- [Task requirements]
Collect each line of the entries that holds the string "worker".

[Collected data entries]
#####
//! Control plane: command grammar and the interactive REPL.
//!
//! ## Contents
//! - [`Command`], [`Target`] one parsed line of operator input
//! - [`Repl`] the stdin/stdout shell that posts commands to the supervisor
//!   and prints replies
//!
//! Commands act on programs; a start/stop/restart applies to every replica
//! of the named program (`all` fans out over every program). Unknown input
//! costs one usage line and changes nothing.

mod command;
mod repl;

pub use command::{Command, Target, USAGE};
pub use repl::Repl;
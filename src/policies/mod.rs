//! Policies for supervising worker processes:
//!  - [`BackoffPolicy`] for delays between failed start attempts;
//!  - [`RestartPolicy`] for restart decisions after a worker exits.
//!
//! ## Overview
//! - [`backoff`] — compute the next delay after failures with a capped
//!   multiplicative growth (no jitter: the sequence stays monotonic).
//! - [`restart`] — decide whether to restart a finished worker:
//!   *never / always / unexpected*.

mod backoff;
mod restart;

pub use backoff::BackoffPolicy;
pub use restart::RestartPolicy;
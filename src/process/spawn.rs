//! # Process launcher.
//!
//! Stateless: given a validated [`ProgramSpec`] and a replica index, creates
//! one child process and returns its pid plus the monotonic spawn instant.
//!
//! ## Child setup (before exec)
//! - `setsid()` — the child leads a new session and process group equal to
//!   its own pid, so stop signals delivered with `killpg` reach descendants
//! - umask, when configured
//! - gid then uid switch, when a `user` is configured
//! - working directory and the **replaced** environment (no inheritance)
//! - fds 0/1/2: `/dev/null` stdin and the configured sinks
//!
//! ## Error surface
//! `std::process::Command` reports child-side exec and chdir failures
//! through the spawn call itself, so a missing executable or bad working
//! directory comes back as [`SpawnError::Process`] here; the supervisor
//! feeds it to the state machine exactly like a premature exit.
//!
//! The returned child handle is dropped immediately: collection belongs to
//! the reaper, never to the launcher.

use std::os::unix::process::CommandExt;
use std::process::{Command, Stdio};

use nix::sys::stat::{umask, Mode};
use nix::unistd::{setgid, setsid, setuid, Gid, Uid};
use tokio::time::Instant;
use tracing::debug;

use crate::config::ProgramSpec;
use crate::error::SpawnError;

use super::sinks;

/// A freshly launched child.
#[derive(Debug, Clone, Copy)]
pub struct SpawnHandle {
    /// Pid of the child (equal to its process group id).
    pub pid: i32,
    /// Monotonic instant recorded right after the spawn returned.
    pub spawned_at: Instant,
}

/// Launches one replica of `spec`.
pub fn spawn(spec: &ProgramSpec, replica: usize) -> Result<SpawnHandle, SpawnError> {
    let (stdout, stderr) = sinks::open_pair(spec)?;

    let mut cmd = Command::new(&spec.command[0]);
    cmd.args(&spec.command[1..])
        .env_clear()
        .envs(&spec.env)
        .stdin(Stdio::null())
        .stdout(stdout)
        .stderr(stderr);
    if let Some(dir) = &spec.workingdir {
        cmd.current_dir(dir);
    }

    let mask = spec.umask;
    let run_as = spec.user.as_ref().map(|u| (u.uid, u.gid));
    // Only async-signal-safe calls are allowed here: we are between fork
    // and exec.
    unsafe {
        cmd.pre_exec(move || {
            setsid().map_err(nix_to_io)?;
            if let Some(bits) = mask {
                umask(Mode::from_bits_truncate(bits as nix::libc::mode_t));
            }
            if let Some((uid, gid)) = run_as {
                setgid(Gid::from_raw(gid)).map_err(nix_to_io)?;
                setuid(Uid::from_raw(uid)).map_err(nix_to_io)?;
            }
            Ok(())
        });
    }

    let child = cmd.spawn().map_err(|source| SpawnError::Process {
        command: spec.command[0].clone(),
        source,
    })?;
    let pid = child.id() as i32;
    drop(child);

    debug!(program = %spec.name, replica, pid, "spawned child");
    Ok(SpawnHandle {
        pid,
        spawned_at: Instant::now(),
    })
}

fn nix_to_io(errno: nix::errno::Errno) -> std::io::Error {
    std::io::Error::from_raw_os_error(errno as i32)
}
#####
- [Expected answer]
//! Policies for supervising worker processes:
//!  - [`RestartPolicy`] for restart decisions after a worker exits.
//! - [`restart`] — decide whether to restart a finished worker:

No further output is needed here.